The Chancellor sprang a surprise by announcing the top rate for those earning more than £150,000 would be higher than the 45p already planned and take effect from next April – one year early.
With the 50p rate likely to be in place before the next General Election, expected in May next year, the move was designed to create a clear “dividing line” with the Conservatives.
Tim Porter, tax partner at PricewaterhouseCoopers LLP in Newcastle, forecast that Mr Darling’s tax and incentive measures – designed to stimulate the economy – may not have gone far enough.
And he warned that increases in income taxes could make the region a less-attractive location for the entrepreneurial businesses needed to kick-start the economy.
But Nick Brown, Minister for the North-East, said: “The Government’s number one priority is to provide support and real help to people now.
“That is why we are focusing our support on jobs, homes and families, ensuring that we build for recovery and plan for the low-carbon economy that we all want for Britain’s future prosperity and growth.
“No region will be left behind.”
Last night, the Tories said that reversing the rise would “not be a priority”. Keeping it in place will horrify the party’s rank-and-file.
The 50p rate triggered warnings of “a Seventiesstyle brain drain” if top-earners flee abroad, but Mr Darling said that, with tax rises inevitable, those “who have gained the most should contribute more”.
However, the tax rise, plus further pain for high-earners who will lose all personal tax allowances and some pension tax relief, failed to distract attention from the desperate state of the economy.
Mr Darling tore up optimistic predictions made in November to admit the economy would shrink by 3.5 per cent this year – more than three times the one per cent forecast then.
Public borrowing will soar to a record £175bn in the current year – or 12.4 per cent of economic output – because of a toxic combination of falling tax receipts, higher spending and the cost of bank bail-outs.
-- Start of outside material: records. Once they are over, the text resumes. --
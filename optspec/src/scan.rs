//! Token scanner: resolves option tokens against a spec table and
//! collects everything else as positional arguments.

use crate::error::{Error, Result};
use crate::spec::SpecTable;
use crate::store::ValueStore;

/// Disables option interpretation for the rest of one scan. The marker
/// itself is never stored.
const STOP_MARKER: &str = "--";

/// Scan `tokens` left to right, writing resolved options into `values`
/// and appending non-option tokens to `positionals` in order.
///
/// The same function serves the argv pass and the config-file pass, so
/// both merge into the same accumulators with identical semantics. The
/// first error aborts the scan; writes from earlier tokens of the same
/// scan are kept.
pub fn scan<S: AsRef<str>>(
    tokens: &[S],
    specs: &SpecTable,
    values: &mut ValueStore,
    positionals: &mut Vec<String>,
) -> Result<()> {
    let mut stop_parsing = false;
    let mut iter = tokens.iter();
    while let Some(token) = iter.next() {
        let token = token.as_ref();
        if token == STOP_MARKER {
            stop_parsing = true;
            continue;
        }
        if !stop_parsing && token.starts_with('-') {
            let spec = specs.resolve(&token[1..])?;
            if spec.requires_value {
                match iter.next() {
                    Some(value) => values.put(&spec.name, value.as_ref().to_string()),
                    None => return Err(Error::MissingValue(spec.name.clone())),
                }
            } else {
                values.put_flag(&spec.name);
            }
        } else {
            positionals.push(token.to_string());
        }
    }
    Ok(())
}

#[cfg(test)]
mod tests {
    use super::*;
    use crate::store::FLAG_SENTINEL;

    fn run(tokens: &[&str], specs: &[&str]) -> (Result<()>, ValueStore, Vec<String>) {
        let table = SpecTable::build(specs);
        let mut values = ValueStore::new();
        let mut positionals = Vec::new();
        let result = scan(tokens, &table, &mut values, &mut positionals);
        (result, values, positionals)
    }

    #[test]
    fn non_option_tokens_pass_through_in_order() {
        let (result, _, positionals) = run(&["a", "b", "c"], &["verbose"]);
        result.unwrap();
        assert_eq!(positionals, vec!["a", "b", "c"]);
    }

    #[test]
    fn flag_records_sentinel() {
        let (result, values, _) = run(&["-f"], &["f"]);
        result.unwrap();
        assert_eq!(values.value("f"), Some(FLAG_SENTINEL));
    }

    #[test]
    fn value_option_takes_next_token_whole() {
        let (result, values, positionals) = run(&["-v", "some value"], &["v:"]);
        result.unwrap();
        assert_eq!(values.value("v"), Some("some value"));
        assert!(positionals.is_empty());
    }

    #[test]
    fn repeated_option_last_write_wins() {
        let (result, values, _) = run(&["-v", "a", "-v", "b"], &["v:"]);
        result.unwrap();
        assert_eq!(values.value("v"), Some("b"));
    }

    #[test]
    fn flag_never_consumes_following_token() {
        let (result, values, positionals) = run(&["-f", "-g"], &["f", "g"]);
        result.unwrap();
        assert_eq!(values.value("f"), Some(FLAG_SENTINEL));
        assert_eq!(values.value("g"), Some(FLAG_SENTINEL));
        assert!(positionals.is_empty());
    }

    #[test]
    fn stop_marker_disables_option_interpretation() {
        let (result, values, positionals) = run(&["-v", "a", "--", "-v", "c"], &["v:"]);
        result.unwrap();
        assert_eq!(values.value("v"), Some("a"));
        assert_eq!(positionals, vec!["-v", "c"]);
    }

    #[test]
    fn stop_marker_is_not_stored() {
        let (result, _, positionals) = run(&["--", "x"], &["v:"]);
        result.unwrap();
        assert_eq!(positionals, vec!["x"]);
    }

    #[test]
    fn unknown_option_fails() {
        let (result, _, _) = run(&["-nosuch"], &["v:"]);
        assert_eq!(result, Err(Error::UnknownOption("nosuch".to_string())));
    }

    #[test]
    fn lone_dash_is_an_unknown_option() {
        let (result, _, _) = run(&["-"], &["v:"]);
        assert_eq!(result, Err(Error::UnknownOption(String::new())));
    }

    #[test]
    fn value_option_at_end_fails() {
        let (result, _, _) = run(&["-v"], &["v:"]);
        assert_eq!(result, Err(Error::MissingValue("v".to_string())));
    }

    #[test]
    fn writes_before_a_failure_are_kept() {
        let (result, values, positionals) = run(&["-v", "a", "x", "-bad"], &["v:"]);
        assert_eq!(result, Err(Error::UnknownOption("bad".to_string())));
        assert_eq!(values.value("v"), Some("a"));
        assert_eq!(positionals, vec!["x"]);
    }
}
Total government debt will soar to £1.2 trillion, reaching a historic high of 79 per cent by 2013-14 – double the Government’s now-abandoned ceiling of 40 per cent.
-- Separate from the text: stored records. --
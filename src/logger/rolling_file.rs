use std::fs;
use std::fs::File;
use std::fs::OpenOptions;
use std::io;
use std::io::Write;
use std::path::Path;
use std::path::PathBuf;

/// Append-only file writer that rotates by size, keeping numbered backups.
///
/// A write that would push the active file past `max_bytes` rotates first:
/// existing backups shift up one number (`app.log.1` becomes `app.log.2` and
/// so on, the generation past `max_backups` is discarded) and the active file
/// is renamed to `app.log.1`. The active file therefore never exceeds
/// `max_bytes`, except when a single record is larger than the whole
/// threshold; such a record lands whole in a fresh file.
#[derive(Debug)]
pub struct RollingFile {
    path: PathBuf,
    file: File,
    len: u64,
    max_bytes: u64,
    max_backups: usize,
}

impl RollingFile {
    /// Opens `path` for appending, creating missing parent directories.
    /// Existing content counts toward the rotation threshold.
    ///
    /// # Errors
    /// Returns the underlying error when the parent directory or the file
    /// cannot be created, or the existing length cannot be queried.
    pub fn open(path: &Path, max_bytes: u64, max_backups: usize) -> io::Result<Self> {
        if let Some(parent) = path.parent() {
            fs::create_dir_all(parent)?;
        }
        let file = Self::open_append(path)?;
        let len = file.metadata()?.len();
        Ok(Self {
            path: path.to_owned(),
            file,
            len,
            max_bytes,
            max_backups,
        })
    }

    /// Bytes currently in the active file.
    #[must_use]
    pub fn len(&self) -> u64 {
        self.len
    }

    #[must_use]
    pub fn is_empty(&self) -> bool {
        self.len == 0
    }

    fn open_append(path: &Path) -> io::Result<File> {
        OpenOptions::new().create(true).append(true).open(path)
    }

    fn needs_rotation(&self, incoming: usize) -> bool {
        self.len > 0 && self.len + incoming as u64 > self.max_bytes
    }

    fn rotate(&mut self) -> io::Result<()> {
        self.file.flush()?;
        if self.max_backups == 0 {
            fs::remove_file(&self.path)?;
        } else {
            for index in (1..self.max_backups).rev() {
                let src = backup_path(&self.path, index);
                if src.exists() {
                    let dst = backup_path(&self.path, index + 1);
                    if dst.exists() {
                        fs::remove_file(&dst)?;
                    }
                    fs::rename(&src, &dst)?;
                }
            }
            let newest = backup_path(&self.path, 1);
            if newest.exists() {
                fs::remove_file(&newest)?;
            }
            fs::rename(&self.path, &newest)?;
        }
        self.file = Self::open_append(&self.path)?;
        self.len = 0;
        Ok(())
    }
}

fn backup_path(path: &Path, index: usize) -> PathBuf {
    let mut backup = path.as_os_str().to_os_string();
    backup.push(format!(".{index}"));
    PathBuf::from(backup)
}

impl Write for RollingFile {
    fn write(&mut self, buf: &[u8]) -> io::Result<usize> {
        if self.needs_rotation(buf.len()) {
            self.rotate()?;
        }
        let written = self.file.write(buf)?;
        self.len += written as u64;
        Ok(written)
    }

    fn flush(&mut self) -> io::Result<()> {
        self.file.flush()
    }
}
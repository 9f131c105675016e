//! Library root for the `fleetlog` crate.
//!
//! Fleetlog gives every small tool in a fleet the same logging surface: a
//! process-wide registry of named loggers, an LTSV line format, console and
//! size-rotating file sinks, and the CLI flags that wire them up. The binary
//! is a thin `clap` front end over the same registry the library exposes.

pub mod cli;
pub mod logger;

/// Re-export the registry so callers can do `fleetlog::LogRegistry::global()`.
pub use crate::logger::LogRegistry;

/// Re-export the companion types most callers need alongside the registry.
pub use crate::logger::Error;
pub use crate::logger::LogLine;
pub use crate::logger::LoggerConfig;
pub use crate::logger::LoggerHandle;
pub use crate::logger::Result;
pub use crate::logger::Severity;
The Budget came only hours after it was revealed that the number of people looking for work had reached 2.1 million – its highest level since Labour came to power in 1997.
Mr Darling’s predictions that growth would return by the end of the year, and reach 3.5 per cent in 2011, were quickly condemned as wildly optimistic by the Conservatives and many experts.
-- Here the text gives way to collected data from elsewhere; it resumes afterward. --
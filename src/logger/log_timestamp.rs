use chrono::Local;
use chrono::NaiveDateTime;
use std::fmt::Display;
use std::ops::Deref;
use std::str::FromStr;

/// Wall-clock timestamp of a log record, second precision plus milliseconds.
///
/// Naive local time: the line format carries no zone offset.
#[derive(Debug, Clone, Copy, PartialEq, Eq)]
pub struct LogTimestamp {
    inner: NaiveDateTime,
}
impl Display for LogTimestamp {
    fn fmt(&self, f: &mut std::fmt::Formatter<'_>) -> std::fmt::Result {
        write!(f, "{}", self.inner.format(LOG_TIMESTAMP_FMT))
    }
}
const LOG_TIMESTAMP_FMT: &str = "%Y-%m-%d %H:%M:%S,%3f"; // e.g. 2017-10-05 01:42:14,078

impl FromStr for LogTimestamp {
    type Err = eyre::Error;

    fn from_str(s: &str) -> Result<Self, Self::Err> {
        let naive = NaiveDateTime::parse_from_str(s.trim(), LOG_TIMESTAMP_FMT)?;
        Ok(Self { inner: naive })
    }
}

impl LogTimestamp {
    /// Current local wall-clock time.
    #[must_use]
    pub fn now() -> Self {
        Self {
            inner: Local::now().naive_local(),
        }
    }

    #[must_use]
    pub fn as_datetime(&self) -> &NaiveDateTime {
        &self.inner
    }
}
impl From<NaiveDateTime> for LogTimestamp {
    fn from(dt: NaiveDateTime) -> Self {
        Self { inner: dt }
    }
}
impl Deref for LogTimestamp {
    type Target = NaiveDateTime;

    fn deref(&self) -> &Self::Target {
        &self.inner
    }
}

#[cfg(test)]
mod test {
    use super::LogTimestamp;
    use chrono::NaiveDate;

    #[test]
    fn parse_timestamp() -> eyre::Result<()> {
        let s = "2017-10-05 01:42:14,078";
        let parsed: LogTimestamp = s.parse()?;
        let expected = NaiveDate::from_ymd_opt(2017, 10, 5)
            .unwrap()
            .and_hms_milli_opt(1, 42, 14, 78)
            .unwrap();
        assert_eq!(*parsed.as_datetime(), expected);
        assert_eq!(parsed.to_string(), s);
        Ok(())
    }

    #[test]
    fn milliseconds_are_zero_padded() {
        let dt = NaiveDate::from_ymd_opt(2024, 1, 2)
            .unwrap()
            .and_hms_milli_opt(3, 4, 5, 6)
            .unwrap();
        assert_eq!(
            LogTimestamp::from(dt).to_string(),
            "2024-01-02 03:04:05,006"
        );
    }

    #[test]
    fn rejects_missing_millis() {
        assert!("2017-10-05 01:42:14".parse::<LogTimestamp>().is_err());
    }
}
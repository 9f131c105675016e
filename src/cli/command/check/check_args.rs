use crate::cli::global_args::GlobalArgs;
use crate::cli::to_args::ToArgs;
use crate::logger::LogLine;
use crate::logger::LogRegistry;
use crate::logger::LoggerConfig;
use crate::logger::Severity;
use arbitrary::Arbitrary;
use arbitrary::Unstructured;
use clap::Args;
use eyre::WrapErr;
use itertools::Itertools;
use std::fmt::Display;
use std::path::Path;
use std::path::PathBuf;

#[derive(Args, PartialEq, Debug)]
pub struct CheckArgs {
    /// Path to the log file to verify
    pub path: PathBuf,
}

impl CheckArgs {
    /// Verify that every line of a log file parses as a well-formed record.
    ///
    /// # Errors
    ///
    /// Returns an error if the file cannot be read or any line is malformed.
    pub fn invoke(self, registry: &LogRegistry, global_args: &GlobalArgs) -> eyre::Result<()> {
        let handle = registry.configure(
            "fleetlog.check",
            LoggerConfig {
                level: Some(global_args.log_level),
                propagate: true,
                ..LoggerConfig::default()
            },
        )?;

        let report = check_file(&self.path)?;

        let path_text = self.path.display().to_string();
        let total = report.total.to_string();
        let malformed = report.malformed.len().to_string();
        handle.log(
            Severity::Info,
            "check finished",
            &[
                ("path", path_text.as_str()),
                ("lines", total.as_str()),
                ("malformed", malformed.as_str()),
            ],
        )?;

        println!("{report}");
        if report.is_clean() {
            Ok(())
        } else {
            eyre::bail!(
                "{} of {} lines in {} are malformed",
                report.malformed.len(),
                report.total,
                self.path.display()
            )
        }
    }
}

impl ToArgs for CheckArgs {
    fn to_args(&self) -> Vec<std::ffi::OsString> {
        vec![self.path.clone().into()]
    }
}

impl<'a> Arbitrary<'a> for CheckArgs {
    // clap rejects an empty path value, so the generated path always carries
    // at least one character from a set that parses cleanly.
    fn arbitrary(u: &mut Unstructured<'a>) -> arbitrary::Result<Self> {
        const PATH_CHARS: &[u8] = b"abcdefghijklmnopqrstuvwxyz0123456789/._";
        let mut path = String::new();
        for _ in 0..u.int_in_range(1..=16)? {
            path.push(char::from(*u.choose(PATH_CHARS)?));
        }
        Ok(Self {
            path: PathBuf::from(path),
        })
    }
}

/// Parse every line of the file at `path`, collecting failures by line number.
///
/// # Errors
///
/// Returns an error if the file cannot be read.
pub fn check_file(path: &Path) -> eyre::Result<CheckReport> {
    let content = std::fs::read_to_string(path)
        .wrap_err_with(|| format!("Failed to read log file {}", path.display()))?;
    let mut report = CheckReport::default();
    for (index, line) in content.lines().enumerate() {
        report.total += 1;
        if let Err(error) = line.parse::<LogLine>() {
            report.malformed.push((index + 1, error.to_string()));
        }
    }
    Ok(report)
}

#[derive(Debug, Default, PartialEq, Eq)]
pub struct CheckReport {
    pub total: usize,
    pub malformed: Vec<(usize, String)>,
}

impl CheckReport {
    #[must_use]
    pub fn is_clean(&self) -> bool {
        self.malformed.is_empty()
    }
}

impl Display for CheckReport {
    fn fmt(&self, f: &mut std::fmt::Formatter<'_>) -> std::fmt::Result {
        write!(
            f,
            "checked {} lines, {} malformed",
            self.total,
            self.malformed.len()
        )?;
        if !self.malformed.is_empty() {
            let details = self
                .malformed
                .iter()
                .map(|(number, reason)| format!("line {number}: {reason}"))
                .join("\n");
            write!(f, "\n{details}")?;
        }
        Ok(())
    }
}
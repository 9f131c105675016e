use super::log_timestamp::LogTimestamp;
use super::severity::Severity;
use eyre::OptionExt;
use std::fmt::Display;
use std::str::FromStr;

/// One log record in the fleet's tab-separated line format.
///
/// ```text
/// time:2017-10-05 01:42:14,078\tname:app\tseverity:INFO\tmessage:hello
/// ```
///
/// Field order is fixed (time, name, severity, message) with any extra fields
/// appended afterwards in the order they were supplied. Downstream processors
/// split on tabs and on the first colon of each field; messages and values may
/// therefore contain colons but not tabs.
#[derive(Debug, Clone, PartialEq, Eq)]
pub struct LogLine {
    pub time: LogTimestamp,
    pub name: String,
    pub severity: Severity,
    pub message: String,
    pub extra: Vec<(String, String)>,
}

/// Tags of the four fixed fields, in line order.
const FIXED_TAGS: [&str; 4] = ["time", "name", "severity", "message"];

impl Display for LogLine {
    fn fmt(&self, f: &mut std::fmt::Formatter<'_>) -> std::fmt::Result {
        write!(
            f,
            "time:{time}\tname:{name}\tseverity:{severity}\tmessage:{message}",
            time = self.time,
            name = self.name,
            severity = self.severity,
            message = self.message
        )?;
        for (field, value) in &self.extra {
            write!(f, "\t{field}:{value}")?;
        }
        Ok(())
    }
}

impl FromStr for LogLine {
    type Err = eyre::Error;

    fn from_str(s: &str) -> Result<Self, Self::Err> {
        let mut fields = s.split('\t');
        let mut values = [""; FIXED_TAGS.len()];
        for (position, tag) in FIXED_TAGS.iter().enumerate() {
            let field = fields
                .next()
                .ok_or_eyre(format!("Missing {tag} field at position {position}"))?;
            let (found, value) = field
                .split_once(':')
                .ok_or_eyre(format!("Field at position {position} has no tag"))?;
            if found != *tag {
                eyre::bail!("Expected {tag} field at position {position}, found {found}");
            }
            values[position] = value;
        }
        let mut extra = Vec::new();
        for field in fields {
            let (key, value) = field
                .split_once(':')
                .ok_or_eyre(format!("Extra field {field:?} has no tag"))?;
            extra.push((key.to_owned(), value.to_owned()));
        }
        Ok(LogLine {
            time: values[0].parse()?,
            name: values[1].to_owned(),
            severity: values[2].parse()?,
            message: values[3].to_owned(),
            extra,
        })
    }
}
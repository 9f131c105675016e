use std::io;
use std::path::PathBuf;
use thiserror::Error;

/// Failures surfaced by the registry and its sinks.
///
/// Configuration problems and sink I/O are kept distinguishable so callers can
/// decide whether to abort startup or handle a failing log target.
#[derive(Debug, Error)]
pub enum Error {
    /// A sink was requested without a severity level.
    #[error("logger {name:?} requests a sink but carries no level; set a log level when attaching sinks")]
    MissingLevel { name: String },

    /// The durable sink could not be opened at configure time.
    #[error("failed to open log file {}", path.display())]
    OpenSink { path: PathBuf, source: io::Error },

    /// A sink write failed while emitting a record.
    #[error("failed to write log record to {target} sink")]
    WriteSink {
        target: &'static str,
        source: io::Error,
    },
}

pub type Result<T> = std::result::Result<T, Error>;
The Chancellor struck a surprisingly upbeat note, insisting that – despite the deepest recession since the Second World War – there were “good grounds for confidence”.
He told MPs: “This Budget will build on the strengths of the British economy and its people, speed the recovery, providing jobs and spreading prosperity.”
But Tory leader David Cameron said the Budget had laid bare the “fundamental truth that all Labour governments run out of money”.
He said: “The last Labour government gave us the Winter of Discontent, this Labour government has given us the Decade of Debt. The last Labour government left the dead unburied, this one leaves the debts unpaid.”
Mr Darling said his package would “protect investment in schools, hospitals and other key public services”, but growth in spending will shrink to 0.7 per cent in three years’ time.
That painful squeeze will starve the NHS of £2.3bn a year, schools of £600m and universities and skills of £300m, according to the Budget small print.
Duty on alcohol rose by two per cent from midnight, putting 1p on a pint of beer.
Fuel duty will increase by 2p a litre in September and then by 1p a litre above inflation each April for the next four years. Tobacco duty rose by two per cent last night.
Nearly all the spending announcements were trailed, including a “cash for bangers”
scrappage scheme offering a £2,000 incentive to trade in a car more than ten years old for a new model.
The £300m scheme – designed to kick-start the ailing car industry – is expected to help 30,000 motorists, but green groups were angry that owners will not be required to buy a low-polluting car.
As expected, Mr Darling announced a £1.7bn scheme to create 250,000 jobs and ensure young people hit by the recession are not abandoned to become a “lost generation”.
He found £250m for colleges and school sixth forms hit by a funding gap that threatened to leave many teenagers without a place this September.
And there was an extra £200m for college rebuilding projects, which may offer hope to those put on hold in Hartlepool, Stockton, South Tyneside, Darlington and Gateshead.
There were significant green measures, including financial backing for up to four schemes to capture carbon from power plants, instead of only one.